Vi, finalmente, a velha Nan! Faz pena! Já não traz ao colo a criança. Caminha só! Será para ela menos penoso, mas a corrente ainda lhe pende da cintura e ela pôs o outro extremo sobre os seus ombros.

Apressando-me, consegui aproximar-me dela. Dir-se-ia que não me reconheceu! Estarei, pois, tão mudado?

 — Nan! — disse eu.

A velha criada olhou-me muito tempo, e por fim disse:

 — Ah! O Sr. Dick!... Eu não posso resistir!

 — Tenha ânimo — respondi, ao mesmo tempo que abaixava os olhos para não ver o que não era mais do que o esqueleto exangue da infeliz preta!

 — Morro — continuou ela —, não tornarei a ver a minha querida senhora, nem o meu menino Jack! Meu Deus, meu Deus, tende piedade de mim!

Quis ajudar a velha Nan, cujo corpo tremia sob os seus esfarrapados vestidos.

Seria um favor ligarem-me a ela para a aliviar de uma parte do peso da corrente, que ela carregava sozinha desde que morrera a sua companheira.

Um braço vigoroso me afasta, e a desgraçada Nan, envolvida no chicote, é atirada para o meio dos escravos. Quis lançar-me sobre aquele brutal condutor. O chefe árabe apareceu, agarrou-me pelo braço e teve-me seguro até que passou a última fileira da caravana.
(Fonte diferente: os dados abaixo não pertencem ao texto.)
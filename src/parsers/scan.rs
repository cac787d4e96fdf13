//! XCCDF scan-result (TestResult) parser.
//!
//! Accepts both standalone `TestResult` documents and `Benchmark` documents
//! carrying a `TestResult`. A `Benchmark` with at least one rule makes the
//! scan self-contained; otherwise the `benchmark` reference inside the
//! `TestResult` names the external catalogue by basename.

use std::path::Path;

use chrono::{DateTime, NaiveDateTime};

use crate::errors::ConvertError;
use crate::models::scan::{OutcomeRecord, ScanResult};
use crate::parsers::catalogue::catalogue_from_tree;
use crate::parsers::xml::{parse_document, XmlElement, Xccdf};
use crate::parsers::DocumentParser;

const FACT_MAC: &str = "urn:xccdf:fact:asset:identifier:mac";
const FACT_FQDN: &str = "urn:xccdf:fact:asset:identifier:fqdn";

/// Parser for scan-result exports.
#[derive(Debug, Default)]
pub struct ScanParser;

impl ScanParser {
    pub fn new() -> Self {
        Self
    }
}

impl DocumentParser for ScanParser {
    type Output = ScanResult;

    fn parse(&self, name: &str, data: &[u8]) -> Result<ScanResult, ConvertError> {
        let root = parse_document(name, data)?;
        let xccdf = Xccdf::detect(&root);

        let test_result = match xccdf.find(&root, "TestResult") {
            Some(tr) => (tr, xccdf),
            // Last resort: a TestResult bound to some other namespace version.
            None => {
                let tr = std::iter::once(&root)
                    .chain(root.descendants())
                    .find(|el| el.name == "TestResult")
                    .ok_or(ConvertError::NoTestResult)?;
                (tr, Xccdf::of(tr))
            }
        };
        let (test_result, tr_xccdf) = test_result;

        let hostname = tr_xccdf
            .find_all(test_result, "target")
            .map(|t| t.text.as_str())
            .find(|t| !t.is_empty())
            .map(str::to_string)
            .unwrap_or_else(|| file_stem(name));
        let address = tr_xccdf
            .find_all(test_result, "target-address")
            .map(|t| t.text.as_str())
            .find(|t| !t.is_empty())
            .unwrap_or_default()
            .to_string();

        let (mac_address, fqdn) = target_facts(test_result, tr_xccdf);

        let reference = tr_xccdf.child(test_result, "benchmark");
        let catalogue_reference = reference
            .and_then(|b| b.attr("href"))
            .map(reference_basename)
            .filter(|basename| !basename.is_empty());
        let benchmark_id = reference
            .and_then(|b| b.attr("id"))
            .filter(|id| !id.is_empty())
            .map(str::to_string);

        let outcomes: Vec<OutcomeRecord> = tr_xccdf
            .find_all(test_result, "rule-result")
            .map(|rr| convert_rule_result(rr, tr_xccdf))
            .collect();

        let embedded = match xccdf.find(&root, "Benchmark") {
            Some(_) => match catalogue_from_tree(name, &root, xccdf) {
                Ok(catalogue) if !catalogue.is_empty() => Some(catalogue),
                Ok(_) => {
                    tracing::debug!(file = name, "Embedded Benchmark has no rules");
                    None
                }
                Err(e) => {
                    tracing::warn!(file = name, error = %e, "Ignoring unreadable embedded Benchmark");
                    None
                }
            },
            None => None,
        };

        Ok(ScanResult {
            source_name: name.to_string(),
            hostname,
            address,
            mac_address,
            fqdn,
            catalogue_reference,
            benchmark_id,
            start_time: test_result.attr("start-time").map(normalize_timestamp),
            end_time: test_result.attr("end-time").map(normalize_timestamp),
            namespace: tr_xccdf.namespace(),
            outcomes,
            embedded,
        })
    }

    fn document_kind(&self) -> &str {
        "scan"
    }
}

/// Reduce a path-qualified reference to its basename.
///
/// Both separators are honoured since exports are produced on either platform.
pub fn reference_basename(href: &str) -> String {
    href.trim()
        .rsplit(['/', '\\'])
        .next()
        .unwrap_or_default()
        .to_string()
}

fn convert_rule_result(rule_result: &XmlElement, xccdf: Xccdf) -> OutcomeRecord {
    let status = xccdf
        .child_text(rule_result, "result")
        .unwrap_or("unknown")
        .to_string();
    let check_reference = xccdf
        .child(rule_result, "check")
        .and_then(|check| xccdf.find_all(check, "check-content-ref").next())
        .and_then(|r| r.attr("name"))
        .map(str::to_string);
    let message = xccdf
        .child_text(rule_result, "message")
        .map(str::to_string);

    OutcomeRecord {
        rule_id: rule_result.attr("idref").unwrap_or_default().to_string(),
        status,
        severity: rule_result.attr("severity").map(str::to_string),
        check_reference,
        message,
    }
}

fn target_facts(test_result: &XmlElement, xccdf: Xccdf) -> (String, String) {
    let mut mac = String::new();
    let mut fqdn = String::new();
    if let Some(facts) = xccdf.child(test_result, "target-facts") {
        for fact in xccdf.children(facts, "fact") {
            match fact.attr("name") {
                Some(FACT_MAC) if mac.is_empty() => mac = fact.text.clone(),
                Some(FACT_FQDN) if fqdn.is_empty() => fqdn = fact.text.clone(),
                _ => {}
            }
        }
    }
    (mac, fqdn)
}

/// Normalize a scanner timestamp; unparseable values are kept verbatim.
fn normalize_timestamp(raw: &str) -> String {
    let trimmed = raw.trim();
    if let Ok(dt) = DateTime::parse_from_rfc3339(trimmed) {
        return dt.to_rfc3339();
    }
    NaiveDateTime::parse_from_str(trimmed, "%Y-%m-%dT%H:%M:%S")
        .map(|dt| dt.format("%Y-%m-%dT%H:%M:%S").to_string())
        .unwrap_or_else(|_| trimmed.to_string())
}

fn file_stem(name: &str) -> String {
    Path::new(name)
        .file_stem()
        .map(|s| s.to_string_lossy().into_owned())
        .filter(|s| !s.is_empty())
        .unwrap_or_else(|| "Unknown_Host".to_string())
}

#[cfg(test)]
mod tests {
    use super::*;
    use crate::models::XccdfNamespace;

    #[test]
    fn parses_self_contained_scan() {
        let parser = ScanParser::new();
        let data = include_bytes!("../../tests/fixtures/scan_self_contained.xml");
        let scan = parser.parse("scan_self_contained.xml", data).unwrap();
        assert_eq!(scan.hostname, "r1");
        assert_eq!(scan.address, "10.0.0.5");
        assert!(scan.is_self_contained());
        assert_eq!(scan.embedded.as_ref().unwrap().len(), 3);
        let statuses: Vec<_> = scan.outcomes.iter().map(|o| o.status.as_str()).collect();
        assert_eq!(statuses, vec!["pass", "fail", "notapplicable"]);
    }

    #[test]
    fn parses_external_reference_scan() {
        let parser = ScanParser::new();
        let data = include_bytes!("../../tests/fixtures/scan_external_ref.xml");
        let scan = parser.parse("web01_scan.xml", data).unwrap();
        assert!(!scan.is_self_contained());
        assert_eq!(scan.namespace, XccdfNamespace::V1_1);
        assert_eq!(scan.catalogue_reference.as_deref(), Some("bench.xml"));
        assert_eq!(scan.benchmark_id.as_deref(), Some("Bench_STIG"));
        assert_eq!(scan.hostname, "web01");
        assert_eq!(scan.mac_address, "00:11:22:33:44:55");
        assert_eq!(scan.fqdn, "web01.example.mil");
        assert_eq!(scan.outcomes.len(), 3);
    }

    #[test]
    fn extracts_outcome_details() {
        let parser = ScanParser::new();
        let data = include_bytes!("../../tests/fixtures/scan_external_ref.xml");
        let scan = parser.parse("web01_scan.xml", data).unwrap();
        let first = &scan.outcomes[0];
        assert_eq!(first.rule_id, "SV-2001r2_rule");
        assert_eq!(first.status, "fail");
        assert_eq!(first.check_reference.as_deref(), Some("oval:mil.disa.stig:def:2001"));
        assert_eq!(first.message.as_deref(), Some("auditd is inactive"));
    }

    #[test]
    fn missing_hostname_falls_back_to_file_stem() {
        let parser = ScanParser::new();
        let data = br#"<TestResult xmlns="http://checklists.nist.gov/xccdf/1.2" id="t">
            <rule-result idref="a"><result>pass</result></rule-result>
        </TestResult>"#;
        let scan = parser.parse("host-from-name.xml", data).unwrap();
        assert_eq!(scan.hostname, "host-from-name");
        assert_eq!(scan.address, "");
        assert!(scan.catalogue_reference.is_none());
    }

    #[test]
    fn missing_result_is_unknown() {
        let parser = ScanParser::new();
        let data = br#"<TestResult xmlns="http://checklists.nist.gov/xccdf/1.2">
            <target>h</target><rule-result idref="a"/>
        </TestResult>"#;
        let scan = parser.parse("s.xml", data).unwrap();
        assert_eq!(scan.outcomes[0].status, "unknown");
    }

    #[test]
    fn catalogue_document_is_not_a_scan() {
        let parser = ScanParser::new();
        let data = include_bytes!("../../tests/fixtures/bench_v12_xccdf.xml");
        let err = parser.parse("bench_v12_xccdf.xml", data).unwrap_err();
        assert!(matches!(err, ConvertError::NoTestResult));
    }

    #[test]
    fn malformed_xml_is_reported() {
        let parser = ScanParser::new();
        let err = parser.parse("broken.xml", b"<TestResult><target>").unwrap_err();
        assert!(matches!(err, ConvertError::MalformedDocument { .. }));
    }

    #[test]
    fn reference_is_reduced_to_basename() {
        assert_eq!(reference_basename("bench.xml"), "bench.xml");
        assert_eq!(reference_basename("/opt/scap/bench.xml"), "bench.xml");
        assert_eq!(reference_basename("C:\\STIGs\\U_Bench-xccdf.xml"), "U_Bench-xccdf.xml");
        assert_eq!(reference_basename("../rel/Bench.xml"), "Bench.xml");
        assert_eq!(reference_basename("dir/"), "");
    }

    #[test]
    fn timestamps_are_normalized() {
        assert_eq!(normalize_timestamp("2025-03-01T10:00:00"), "2025-03-01T10:00:00");
        assert_eq!(
            normalize_timestamp("2025-03-01T10:00:00Z"),
            "2025-03-01T10:00:00+00:00"
        );
        assert_eq!(normalize_timestamp("yesterday"), "yesterday");
    }
}
//! Unified error taxonomy for the conversion pipeline.
//!
//! File- and archive-scoped variants are recovered at the smallest enclosing
//! scope and turned into a logged skip. Only environment-level variants are
//! allowed to end a batch.

use std::path::PathBuf;

/// Conversion error covering parsing, extraction, and output.
#[derive(Debug, thiserror::Error)]
pub enum ConvertError {
    #[error("No TestResult found in XCCDF - this may not be a scan export")]
    NoTestResult,

    #[error("Malformed document {name}: {reason}")]
    MalformedDocument { name: String, reason: String },

    #[error("Malformed catalogue: {0}")]
    MalformedCatalogue(String),

    #[error("Failed to read archive {name}: {reason}")]
    ArchiveRead { name: String, reason: String },

    #[error("Archive nesting too deep in {name} (depth {depth})")]
    DepthExceeded { name: String, depth: usize },

    #[error("Failed to write {}: {source}", path.display())]
    OutputWrite {
        path: PathBuf,
        #[source]
        source: std::io::Error,
    },

    #[error("Input directory unavailable {}: {source}", path.display())]
    InputDirectory {
        path: PathBuf,
        #[source]
        source: std::io::Error,
    },

    #[error("Output directory unusable {}: {source}", path.display())]
    OutputDirectory {
        path: PathBuf,
        #[source]
        source: std::io::Error,
    },

    #[error("Configuration error: {0}")]
    Config(String),
}

impl ConvertError {
    /// Check if this error only affects one input file, archive, or output.
    pub fn is_file_scoped(&self) -> bool {
        !matches!(
            self,
            Self::InputDirectory { .. } | Self::OutputDirectory { .. } | Self::Config(_)
        )
    }

    /// Check if this error means the input is not a scan export at all.
    pub fn is_not_a_scan(&self) -> bool {
        matches!(self, Self::NoTestResult)
    }

    /// Attach a document name to a low-level XML error.
    pub fn malformed(name: &str, reason: impl std::fmt::Display) -> Self {
        Self::MalformedDocument {
            name: name.to_string(),
            reason: reason.to_string(),
        }
    }
}

#[cfg(test)]
mod tests {
    use super::*;

    #[test]
    fn no_test_result_is_file_scoped() {
        let err = ConvertError::NoTestResult;
        assert!(err.is_file_scoped());
        assert!(err.is_not_a_scan());
    }

    #[test]
    fn environment_errors_are_batch_fatal() {
        let err = ConvertError::InputDirectory {
            path: PathBuf::from("/nope"),
            source: std::io::Error::from(std::io::ErrorKind::NotFound),
        };
        assert!(!err.is_file_scoped());
        assert!(!ConvertError::Config("bad".to_string()).is_file_scoped());
        let err = ConvertError::OutputDirectory {
            path: PathBuf::from("/ro/output"),
            source: std::io::Error::from(std::io::ErrorKind::PermissionDenied),
        };
        assert!(!err.is_file_scoped());
    }

    #[test]
    fn output_write_is_file_scoped() {
        let err = ConvertError::OutputWrite {
            path: PathBuf::from("out/host.cklb"),
            source: std::io::Error::from(std::io::ErrorKind::PermissionDenied),
        };
        assert!(err.is_file_scoped());
        assert!(err.to_string().starts_with("Failed to write out/host.cklb"));
    }

    #[test]
    fn malformed_display() {
        let err = ConvertError::malformed("scan.xml", "unexpected EOF");
        assert_eq!(err.to_string(), "Malformed document scan.xml: unexpected EOF");
    }

    #[test]
    fn depth_exceeded_display() {
        let err = ConvertError::DepthExceeded {
            name: "outer.zip/inner.zip".to_string(),
            depth: 11,
        };
        assert_eq!(
            err.to_string(),
            "Archive nesting too deep in outer.zip/inner.zip (depth 11)"
        );
    }
}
Por sua vez pronunciou este nome:

«Negoro!»

Negoro! Será por ordem dele que procede assim comigo e me trata de maneira diferente dos meus companheiros de infortúnio?

Que sorte me espera?

10 de Maio. — Passámos hoje perto de duas aldeias incendiadas. As chamas rebentam por todos os lados. Os cadáveres estão suspensos nas árvores que o incêndio respeitou. A população vai de fugida. Campos devastados. É a «guerra». Duzentas mortes, talvez, para conseguir uma dúzia de escravos.

Chegou a noite. Fez-se a paragem. Assentou-se o acampamento sob grandes árvores. Ervas muito altas crescem por toda a orla da floresta.

Alguns dos cativos conseguiram fugir na véspera, tendo previamente quebrado as forquilhas. Foram apanhados e tratados com crueldade extraordinária. Aumenta a vigilância dos guardas e dos condutores.

Veio a noite. Rugidos de leões e de hienas. Roncos longínquos dos hipopótamos. Há, sem dúvida, algum lago ou rio nas proximidades.

Apesar do cansaço, não posso dormir. Assaltam-me o espírito tantas coisas!

Parece-me também que ouço andar por entre as ervas. Alguma fera talvez. Ter-se-ia atrevido a forçar a entrada do acampamento?

Escuto. Nada. Um animal, sem dúvida, passa por entre as moitas. Estou desarmado! Contudo, eu me defenderei. Darei sinal de alarme. A minha vida pode ainda ser útil a Mrs. Weldon e aos meus infelizes companheiros!

Olho através das trevas profundas. Não há Lua. A noite está extremamente escura.

Dois olhos brilham na escuridão, entre os papiros. São olhos de hiena ou de leopardo? Desaparecem... tornam a aparecer.

Enfim, sentiu-se um sussurro confuso nas ervas. Um animal salta sobre mim...

Vou gritar.

Felizmente, pude calar-me a tempo!...

Não posso acreditar no que os meus olhos vêem!... É Dingo... Dingo, que está junto de mim! Valente Din-go! Como veio ele até aqui?... Como conseguiu ele dar comigo? Ah! O instinto!... O instinto bastará para explicar tantos prodígios de fidelidade? Lambe-me as mãos. Ah! Meu bom amigo! Meu único amigo! Não conseguiram matar-te!...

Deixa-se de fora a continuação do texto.